The Broken Sports Card Business Model


As I fired up this blog I realized that I would need to reactivate my Distributor and Dealer access for the wax boxes/cases I will be breaking and selling.  Let me say that after three years away from this side of the business there were some eye opening revelations. 

A classic example is the price I will be paying for the majority of my wax boxes/cases is not much lower (sometimes it can be higher believe it or not) than the price I am quoted from my distributor(s) versus me just purchasing from a large dealer on-line.  I don’t have to name names but I am sure you have visited them before – through sheer volume they are able to offer prices very close to dealer cost.

While everyone enjoys getting a good deal…I would say that card manufactures are taking a shortsighted view for what put many brick and mortar hobby stores out of business. The average profit margin for a small business is 25-35% but I can assure you that what was once a very profitable business selling wax packs/boxes for me in 1989 is no longer the case. Factor in the overhead of a store and employees and you will be have to move inventory quickly to keep up.

Unfortunately the true penalty, as we have all seen this play out, is that new collectors are not found. There is an appeal in the camaraderie one gets being surrounded by other fellow enthusiasts. It is the reason that if you walk in a store now you can typically engage in a conversation with any random customer there and smile as you found someone of like mind.

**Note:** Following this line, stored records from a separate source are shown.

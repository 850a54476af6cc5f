//! Workflow graph: stage declarations, AND-joins, gates, and the pure frontier function.
//!
//! A stage is *ready* once every dependency has settled (completed, failed, or skipped).
//! A ready stage whose gate holds over the current evidence is *eligible*; a ready stage
//! whose gate fails is *skipped*. Failed stages count as settled with empty evidence, so a
//! bad lookup never blocks its dependents.
//!
//! Gates only read the evidence map, never the order stages committed in, so concurrent
//! fan-out stages can finish in any order without changing the route taken.

use std::collections::{HashMap, HashSet};

use deedscout_common::{
    Evidence, GraphConfigurationError, OwnerType, Route, StageId, StageLedger,
};

#[derive(Debug, Clone, Copy, PartialEq, Eq)]
pub enum StageKind {
    /// Calls a data-source adapter.
    Lookup,
    /// Calls the reasoning collaborator; its output carries a routing decision.
    Decision,
    /// Aggregation. Exactly one per graph, with no dependents.
    Terminal,
}

/// What the adapter is asked to search for.
#[derive(Debug, Clone, Copy, PartialEq, Eq)]
pub enum Subject {
    Address,
    /// The owner as currently resolved (individual or entity).
    Owner,
    /// A natural person: the corporate registry's re-resolution, or an individual owner.
    Person,
}

/// How a stage runs alongside other stages that became eligible in the same wave.
#[derive(Debug, Clone, Copy, PartialEq, Eq)]
pub enum Execution {
    Concurrent,
    /// Runs alone, after the wave's concurrent stages.
    Sequential,
}

#[derive(Debug, Clone, PartialEq, Eq)]
pub enum Gate {
    Always,
    /// The given stage committed at least one document.
    HasDocuments(StageId),
    /// The ownership check chose this route.
    Route(Route),
    /// The current owner is an LLC or corporation.
    EntityOwner,
    /// A natural person's name is available to search for.
    PersonResolved,
}

impl Gate {
    pub fn evaluate(&self, evidence: &Evidence) -> bool {
        match self {
            Gate::Always => true,
            Gate::HasDocuments(stage) => evidence.has_documents(*stage),
            Gate::Route(route) => route_of(evidence) == *route,
            Gate::EntityOwner => evidence
                .current_owner()
                .is_some_and(|o| o.effective_type().is_entity()),
            Gate::PersonResolved => resolved_person(evidence).is_some(),
        }
    }
}
//! Health reports and escalation of prolonged unhealthiness.

use serde::Serialize;
use std::fmt;
use std::time::Duration;
use tracing::error;

/// A saturated component as observed during a health check
#[derive(Debug, Clone, PartialEq, Eq, Serialize)]
pub struct UnhealthyComponent {
    pub name: String,
    pub load: i64,
    pub capacity: i64,
    /// How long this component has been continuously saturated
    pub unhealthy_for: Duration,
}

/// Snapshot of system health taken during a check that found it unhealthy
#[derive(Debug, Clone, PartialEq, Eq, Serialize)]
pub struct HealthReport {
    /// Duration of the current unbroken unhealthy stretch
    pub unhealthy_duration: Duration,
    /// Currently saturated components, in monitor order
    pub components: Vec<UnhealthyComponent>,
}

impl fmt::Display for HealthReport {
    fn fmt(&self, f: &mut fmt::Formatter<'_>) -> fmt::Result {
        write!(
            f,
            "unhealthy for {}ms:",
            self.unhealthy_duration.as_millis()
        )?;
        for component in &self.components {
            write!(
                f,
                " {} ({}/{}, {}ms)",
                component.name,
                component.load,
                component.capacity,
                component.unhealthy_for.as_millis()
            )?;
        }
        Ok(())
    }
}

/// Reaction to the system staying unhealthy past the escalation threshold.
///
/// Invoked at most once per unbroken unhealthy stretch, from the monitor's
/// polling thread.
pub trait EscalationHandler: Send + Sync {
    fn escalate(&self, report: &HealthReport);
}

impl<F> EscalationHandler for F
where
    F: Fn(&HealthReport) + Send + Sync,
{
    fn escalate(&self, report: &HealthReport) {
        self(report)
    }
}

/// Escalation that only records the event in the log
#[derive(Debug, Clone, Copy, Default)]
pub struct LoggingEscalationHandler;

impl EscalationHandler for LoggingEscalationHandler {
    fn escalate(&self, report: &HealthReport) {
        error!(
            unhealthy_ms = report.unhealthy_duration.as_millis() as u64,
            unhealthy_components = report.components.len(),
            report = %report,
            "🚨 System unhealthy beyond escalation threshold"
        );
    }
}
//! # Object Counters
//!
//! Thread-safe in-flight counters that provide backpressure between the
//! producer and consumer sides of a pipeline stage.
//!
//! Producers on-ramp an object before handing it to a stage; consumers
//! off-ramp it once the object has been fully processed. Depending on the
//! variant, on-ramping may block until the stage has room.
//!
//! ## Variants
//!
//! - [`StandardObjectCounter`] - unbounded, only `wait_until_empty` blocks
//! - [`BackpressureObjectCounter`] - bounded, `on_ramp` blocks at capacity
//! - [`NoOpObjectCounter`] - stateless stand-in when flow control is disabled
//! - [`MultiObjectCounter`] - applies one logical event to several counters,
//!   gated by the first
//!
//! ## Blocking model
//!
//! Blocking operations poll their condition at a fixed interval, parking the
//! calling thread between checks. A blocked thread that is unparked by
//! someone else simply re-checks its condition earlier: the wait only ends
//! once the condition actually holds. Because every counter waits on its own
//! state alone, counters can be composed without coordinating wakeups across
//! unrelated counters.
//!
//! ```rust
//! use std::sync::Arc;
//! use std::time::Duration;
//! use tasker_flow::counters::{BackpressureObjectCounter, ObjectCounter};
//!
//! # fn main() -> tasker_flow::Result<()> {
//! let counter = Arc::new(BackpressureObjectCounter::new(
//!     "event_intake",
//!     2,
//!     Duration::from_millis(1),
//! )?);
//!
//! counter.on_ramp();
//! assert!(counter.attempt_on_ramp());
//! assert!(!counter.attempt_on_ramp());
//!
//! counter.off_ramp();
//! counter.off_ramp();
//! counter.wait_until_empty();
//! assert_eq!(counter.count(), 0);
//! # Ok(())
//! # }
//! ```

pub mod backpressure;
pub mod multi;
pub mod no_op;
pub mod standard;

pub use backpressure::BackpressureObjectCounter;
pub use multi::MultiObjectCounter;
pub use no_op::{NoOpObjectCounter, NO_OP_OBJECT_COUNTER};
pub use standard::StandardObjectCounter;

use std::fmt::Debug;
use std::thread;
use std::time::Duration;

/// Admission and release bookkeeping for objects flowing through a stage.
///
/// All operations are safe to call concurrently from any number of threads.
pub trait ObjectCounter: Debug + Send + Sync {
    /// Block until the object can be admitted, then count it.
    ///
    /// Unparking the calling thread does not end the wait.
    fn on_ramp(&self);

    /// Count the object if it can be admitted right now.
    ///
    /// Returns `false` without side effects if it cannot.
    fn attempt_on_ramp(&self) -> bool;

    /// Count the object unconditionally, even past capacity. Never blocks.
    fn force_on_ramp(&self);

    /// Stop counting one object.
    fn off_ramp(&self);

    /// Point-in-time snapshot of the number of on-ramped objects.
    fn count(&self) -> i64;

    /// Block until the count reaches zero.
    ///
    /// Unparking the calling thread does not end the wait.
    fn wait_until_empty(&self);
}

/// Park the current thread in `poll_interval` slices until `ready` holds.
///
/// Spurious wakeups and explicit unparks only cause an early re-check.
pub(crate) fn park_until<F>(poll_interval: Duration, mut ready: F)
where
    F: FnMut() -> bool,
{
    while !ready() {
        thread::park_timeout(poll_interval);
    }
}

pub(crate) fn validate_poll_interval(name: &str, poll_interval: Duration) -> crate::Result<()> {
    if poll_interval.is_zero() {
        return Err(crate::FlowControlError::InvalidPollInterval {
            name: name.to_string(),
        });
    }
    Ok(())
}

Our store was a hang-out for young kids and their parents…a place they could bond and share an experience together. The key word being “experience”. I am not saying there isn’t a place for the major sellers of wax on-line, but what I am saying is that more consideration should be put into how to make opening a card store more appealing to a small business owner instead of a losing proposition.

Some ideas could involve exclusive products available only to brick and mortar locations. Or Lowering the volume of product that a brick and mortar store has to acquire would seem logical as they can not keep up with companies that have basically become 2nd tier distributors via the web.

Our hobby will always endure….there is such a connection and history that it will forever remain…the analogy I would use is like a child we should want it to grow and flourish.